▶ _DIRECTIONS_
How many lines in the material below contain the word "level"? Write only the number.

▶ _TASK INPUTS_
• • • • •
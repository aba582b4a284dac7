//! Fixtures shared by the integration tests

#![allow(dead_code)]

use rand::rngs::mock::StepRng;
use rpg_core::config::ProgressionConstants;
use rpg_core::data::{ClassDef, EnemyDef, StatLine};
use rpg_core::{Character, GameData};

pub fn game_data() -> GameData {
    GameData::builtin().expect("bundled data should parse")
}

/// A level 1 character of a built-in class, stats computed
pub fn hero(data: &GameData, class_id: &str) -> Character {
    let class = data.class(class_id).expect("class exists");
    let mut hero = Character::new("Hero", class_id, class, &ProgressionConstants::default());
    hero.recompute_stats(data);
    hero
}

/// A level 1 character with hand-picked base stats
pub fn custom_hero(data: &GameData, stats: StatLine) -> Character {
    let class = ClassDef {
        name: "Tester".to_string(),
        base_stats: stats,
        ..ClassDef::default()
    };
    let mut hero = Character::new("Hero", "tester", &class, &ProgressionConstants::default());
    hero.recompute_stats(data);
    hero
}

pub fn training_dummy(hp: i32, attack: i32, defense: i32, speed: i32) -> EnemyDef {
    EnemyDef {
        name: "Training Dummy".to_string(),
        hp,
        attack,
        defense,
        speed,
        experience_reward: 20,
        gold_reward: 15,
        loot_table: vec![],
    }
}

/// Rng whose every `f64` draw is about `p` while integer ranges yield their low bound
pub fn fixed_draw(p: f64) -> StepRng {
    let bits = ((p * (1u64 << 21) as f64) as u64) << 43;
    StepRng::new(bits, 0)
}
//! Core types shared across the engine

use serde::{Deserialize, Serialize};
use std::fmt;
use std::str::FromStr;

/// Equipment slot on a character
#[derive(Debug, Clone, Copy, PartialEq, Eq, Hash, PartialOrd, Ord, Serialize, Deserialize)]
#[serde(rename_all = "snake_case")]
pub enum EquipmentSlot {
    Weapon,
    Armor,
    Offhand,
    #[serde(rename = "accessory_1")]
    Accessory1,
    #[serde(rename = "accessory_2")]
    Accessory2,
    #[serde(rename = "accessory_3")]
    Accessory3,
}

impl EquipmentSlot {
    /// Get all equipment slots
    pub fn all() -> &'static [EquipmentSlot] {
        &[
            EquipmentSlot::Weapon,
            EquipmentSlot::Armor,
            EquipmentSlot::Offhand,
            EquipmentSlot::Accessory1,
            EquipmentSlot::Accessory2,
            EquipmentSlot::Accessory3,
        ]
    }

    /// The three accessory slots, in fill order
    pub fn accessories() -> &'static [EquipmentSlot] {
        &[
            EquipmentSlot::Accessory1,
            EquipmentSlot::Accessory2,
            EquipmentSlot::Accessory3,
        ]
    }

    pub fn is_accessory(self) -> bool {
        matches!(
            self,
            EquipmentSlot::Accessory1 | EquipmentSlot::Accessory2 | EquipmentSlot::Accessory3
        )
    }

    /// Whether an item in this slot feeds the stat recompute.
    ///
    /// The offhand slot is held but never contributes bonuses.
    pub fn contributes_stats(self) -> bool {
        !matches!(self, EquipmentSlot::Offhand)
    }

    /// Item type an item must have to sit in this slot
    pub fn expected_item_type(self) -> ItemType {
        match self {
            EquipmentSlot::Weapon => ItemType::Weapon,
            EquipmentSlot::Armor => ItemType::Armor,
            EquipmentSlot::Offhand => ItemType::Offhand,
            _ => ItemType::Accessory,
        }
    }

    pub fn as_str(self) -> &'static str {
        match self {
            EquipmentSlot::Weapon => "weapon",
            EquipmentSlot::Armor => "armor",
            EquipmentSlot::Offhand => "offhand",
            EquipmentSlot::Accessory1 => "accessory_1",
            EquipmentSlot::Accessory2 => "accessory_2",
            EquipmentSlot::Accessory3 => "accessory_3",
        }
    }
}

impl fmt::Display for EquipmentSlot {
    fn fmt(&self, f: &mut fmt::Formatter<'_>) -> fmt::Result {
        f.write_str(self.as_str())
    }
}

impl FromStr for EquipmentSlot {
    type Err = String;

    fn from_str(s: &str) -> Result<Self, Self::Err> {
        EquipmentSlot::all()
            .iter()
            .copied()
            .find(|slot| slot.as_str() == s)
            .ok_or_else(|| format!("unknown equipment slot '{}'", s))
    }
}

/// Item category from the items table
#[derive(Debug, Clone, Copy, PartialEq, Eq, Hash, Serialize, Deserialize)]
#[serde(rename_all = "snake_case")]
pub enum ItemType {
    Weapon,
    Armor,
    Accessory,
    Offhand,
    Consumable,
    #[serde(other)]
    Material,
}

impl ItemType {
    /// Weapon, armor, accessory and offhand items can be equipped
    pub fn is_equippable(self) -> bool {
        matches!(
            self,
            ItemType::Weapon | ItemType::Armor | ItemType::Accessory | ItemType::Offhand
        )
    }

    /// Slot an item of this type lands in; accessories pick their slot at equip time
    pub fn fixed_slot(self) -> Option<EquipmentSlot> {
        match self {
            ItemType::Weapon => Some(EquipmentSlot::Weapon),
            ItemType::Armor => Some(EquipmentSlot::Armor),
            ItemType::Offhand => Some(EquipmentSlot::Offhand),
            _ => None,
        }
    }
}

/// Character rank derived from level
#[derive(Debug, Clone, Copy, PartialEq, Eq, PartialOrd, Ord, Hash, Serialize, Deserialize)]
pub enum Rank {
    Novice,
    Adept,
    Veteran,
    Elite,
    Champion,
    Legend,
}

impl Rank {
    pub fn for_level(level: u32) -> Rank {
        match level {
            0..=4 => Rank::Novice,
            5..=9 => Rank::Adept,
            10..=14 => Rank::Veteran,
            15..=19 => Rank::Elite,
            20..=29 => Rank::Champion,
            _ => Rank::Legend,
        }
    }
}

impl fmt::Display for Rank {
    fn fmt(&self, f: &mut fmt::Formatter<'_>) -> fmt::Result {
        fmt::Debug::fmt(self, f)
    }
}
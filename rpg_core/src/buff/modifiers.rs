//! Buff modifier keys and maps

use serde::{Deserialize, Serialize};
use std::collections::BTreeMap;
use std::fmt;
use std::str::FromStr;

/// Stat a buff can modify
#[derive(Debug, Clone, Copy, PartialEq, Eq, Hash, PartialOrd, Ord, Serialize, Deserialize)]
#[serde(rename_all = "snake_case")]
pub enum ModifierKey {
    AttackBonus,
    DefenseBonus,
    SpeedBonus,
    HpBonus,
    MpBonus,
    MpPerTurn,
    HealPerTurn,
    AbsorbAmount,
    SpellPowerBonus,
    CriticalBonus,
}

impl ModifierKey {
    pub fn all() -> &'static [ModifierKey] {
        &[
            ModifierKey::AttackBonus,
            ModifierKey::DefenseBonus,
            ModifierKey::SpeedBonus,
            ModifierKey::HpBonus,
            ModifierKey::MpBonus,
            ModifierKey::MpPerTurn,
            ModifierKey::HealPerTurn,
            ModifierKey::AbsorbAmount,
            ModifierKey::SpellPowerBonus,
            ModifierKey::CriticalBonus,
        ]
    }

    pub fn as_str(self) -> &'static str {
        match self {
            ModifierKey::AttackBonus => "attack_bonus",
            ModifierKey::DefenseBonus => "defense_bonus",
            ModifierKey::SpeedBonus => "speed_bonus",
            ModifierKey::HpBonus => "hp_bonus",
            ModifierKey::MpBonus => "mp_bonus",
            ModifierKey::MpPerTurn => "mp_per_turn",
            ModifierKey::HealPerTurn => "heal_per_turn",
            ModifierKey::AbsorbAmount => "absorb_amount",
            ModifierKey::SpellPowerBonus => "spell_power_bonus",
            ModifierKey::CriticalBonus => "critical_bonus",
        }
    }
}

impl fmt::Display for ModifierKey {
    fn fmt(&self, f: &mut fmt::Formatter<'_>) -> fmt::Result {
        f.write_str(self.as_str())
    }
}

impl FromStr for ModifierKey {
    type Err = String;

    fn from_str(s: &str) -> Result<Self, Self::Err> {
        ModifierKey::all()
            .iter()
            .copied()
            .find(|key| key.as_str() == s)
            .ok_or_else(|| format!("unknown modifier '{}'", s))
    }
}

/// Modifier values carried by one buff
#[derive(Debug, Clone, Default, PartialEq, Eq, Serialize, Deserialize)]
#[serde(transparent)]
pub struct BuffModifiers(BTreeMap<ModifierKey, i32>);

impl BuffModifiers {
    pub fn new() -> Self {
        Self::default()
    }

    /// Builder-style insert
    pub fn with(mut self, key: ModifierKey, value: i32) -> Self {
        self.0.insert(key, value);
        self
    }

    /// Add to an existing value
    pub fn add(&mut self, key: ModifierKey, value: i32) {
        *self.0.entry(key).or_insert(0) += value;
    }

    pub fn set(&mut self, key: ModifierKey, value: i32) {
        self.0.insert(key, value);
    }

    pub fn get(&self, key: ModifierKey) -> i32 {
        self.0.get(&key).copied().unwrap_or(0)
    }

    pub fn iter(&self) -> impl Iterator<Item = (ModifierKey, i32)> + '_ {
        self.0.iter().map(|(k, v)| (*k, *v))
    }

    pub fn len(&self) -> usize {
        self.0.len()
    }

    pub fn is_empty(&self) -> bool {
        self.0.is_empty()
    }

    /// True when every value is zero; an empty map counts as all zero
    pub fn all_zero(&self) -> bool {
        self.0.values().all(|v| *v == 0)
    }
}

impl FromIterator<(ModifierKey, i32)> for BuffModifiers {
    fn from_iter<I: IntoIterator<Item = (ModifierKey, i32)>>(iter: I) -> Self {
        let mut modifiers = BuffModifiers::new();
        for (key, value) in iter {
            modifiers.add(key, value);
        }
        modifiers
    }
}

#[cfg(test)]
mod tests {
    use super::*;

    #[test]
    fn test_serializes_as_plain_map() {
        let modifiers = BuffModifiers::new()
            .with(ModifierKey::AttackBonus, 5)
            .with(ModifierKey::AbsorbAmount, 10);
        let json = serde_json::to_string(&modifiers).unwrap();
        assert_eq!(json, r#"{"attack_bonus":5,"absorb_amount":10}"#);
    }

    #[test]
    fn test_all_zero() {
        let mut modifiers = BuffModifiers::new().with(ModifierKey::AbsorbAmount, 3);
        assert!(!modifiers.all_zero());
        modifiers.set(ModifierKey::AbsorbAmount, 0);
        assert!(modifiers.all_zero());
    }

    #[test]
    fn test_parse_key() {
        assert_eq!("mp_per_turn".parse::<ModifierKey>().unwrap(), ModifierKey::MpPerTurn);
        assert!("fire_resistance".parse::<ModifierKey>().is_err());
    }
}
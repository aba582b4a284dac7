//! Shared fixtures for unit tests

use crate::character::Character;
use crate::config::ProgressionConstants;
use crate::data::GameData;
use rand::rngs::mock::StepRng;

pub(crate) fn sample_data() -> GameData {
    GameData::builtin().unwrap()
}

/// A level 1 warrior with stats computed
pub(crate) fn warrior(data: &GameData) -> Character {
    let mut hero = Character::new(
        "Tester",
        "warrior",
        &data.classes["warrior"],
        &ProgressionConstants::default(),
    );
    hero.recompute_stats(data);
    hero
}

/// Rng whose every `f64` draw is about `p` while integer ranges yield their low bound
pub(crate) fn fixed_draw(p: f64) -> StepRng {
    let bits = ((p * (1u64 << 21) as f64) as u64) << 43;
    StepRng::new(bits, 0)
}
//! Shop and inn - Gold for items and rest

use crate::character::Character;
use crate::data::{AreaDef, GameData};
use thiserror::Error;
use tracing::info;

#[derive(Error, Debug, Clone, PartialEq, Eq)]
pub enum ShopError {
    #[error("unknown item '{0}'")]
    UnknownItem(String),
    #[error("costs {price} gold, you have {gold}")]
    InsufficientGold { price: u32, gold: u32 },
    #[error("no '{0}' in inventory")]
    NotCarried(String),
    #[error("unequip '{0}' before selling it")]
    Equipped(String),
    #[error("cannot rest in {0}")]
    CannotRest(String),
}

/// A completed rest
#[derive(Debug, Clone, Copy, PartialEq, Eq)]
pub struct RestReceipt {
    pub cost: u32,
    pub hp_restored: i32,
    pub mp_restored: i32,
}

impl Character {
    /// Buy one copy of an item at its listed price
    pub fn buy_item(&mut self, item_id: &str, data: &GameData) -> Result<u32, ShopError> {
        let item = data
            .item(item_id)
            .ok_or_else(|| ShopError::UnknownItem(item_id.to_string()))?;
        if self.gold < item.price {
            return Err(ShopError::InsufficientGold {
                price: item.price,
                gold: self.gold,
            });
        }
        self.gold -= item.price;
        self.inventory.add(item_id);
        info!(item = %item_id, price = item.price, "item bought");
        Ok(item.price)
    }

    /// Sell one copy for half its price; equipped items must come off first
    pub fn sell_item(&mut self, item_id: &str, data: &GameData) -> Result<u32, ShopError> {
        if !self.inventory.contains(item_id) {
            return Err(ShopError::NotCarried(item_id.to_string()));
        }
        if self.equipment.is_equipped(item_id) {
            return Err(ShopError::Equipped(item_id.to_string()));
        }
        let price = data.item(item_id).map_or(0, |item| item.sell_price());
        self.inventory.remove_one(item_id);
        self.gold = self.gold.saturating_add(price);
        info!(item = %item_id, price, "item sold");
        Ok(price)
    }

    /// Pay the inn and recover fully
    pub fn rest_at(&mut self, area: &AreaDef) -> Result<RestReceipt, ShopError> {
        if !area.can_rest {
            return Err(ShopError::CannotRest(area.name.clone()));
        }
        if self.gold < area.rest_cost {
            return Err(ShopError::InsufficientGold {
                price: area.rest_cost,
                gold: self.gold,
            });
        }
        self.gold -= area.rest_cost;
        let (hp, mp) = (self.hp, self.mp);
        self.restore_full();
        info!(area = %area.name, cost = area.rest_cost, "rested");
        Ok(RestReceipt {
            cost: area.rest_cost,
            hp_restored: self.hp - hp,
            mp_restored: self.mp - mp,
        })
    }
}
//! GearSource - Stats from equipped items

use crate::data::ItemDef;
use crate::source::StatSource;
use crate::stat_block::StatAccumulator;
use crate::types::EquipmentSlot;

/// Stats from an equipped item
pub struct GearSource {
    /// Which slot this item is in
    pub slot: EquipmentSlot,
    /// Item id in the items table
    pub item_id: String,
    /// The equipped item
    pub item: ItemDef,
}

impl GearSource {
    pub fn new(slot: EquipmentSlot, item_id: impl Into<String>, item: ItemDef) -> Self {
        GearSource {
            slot,
            item_id: item_id.into(),
            item,
        }
    }
}

impl StatSource for GearSource {
    fn id(&self) -> &str {
        &self.item_id
    }

    fn priority(&self) -> i32 {
        0 // Gear applies at default priority
    }

    fn apply(&self, stats: &mut StatAccumulator) {
        if !self.slot.contributes_stats() {
            return;
        }

        stats.attack += self.item.attack_bonus;
        stats.defense += self.item.defense_bonus;
        stats.speed += self.item.speed_bonus;
        stats.max_mp += self.item.mp_bonus;
        stats.max_hp += self.item.hp_bonus;

        stats.attack_penalty += self.item.attack_penalty;
        stats.defense_penalty += self.item.defense_penalty;
        stats.speed_penalty += self.item.speed_penalty;
    }
}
• • • • •
▶ _OUTPUT FOR THIS TASK_
6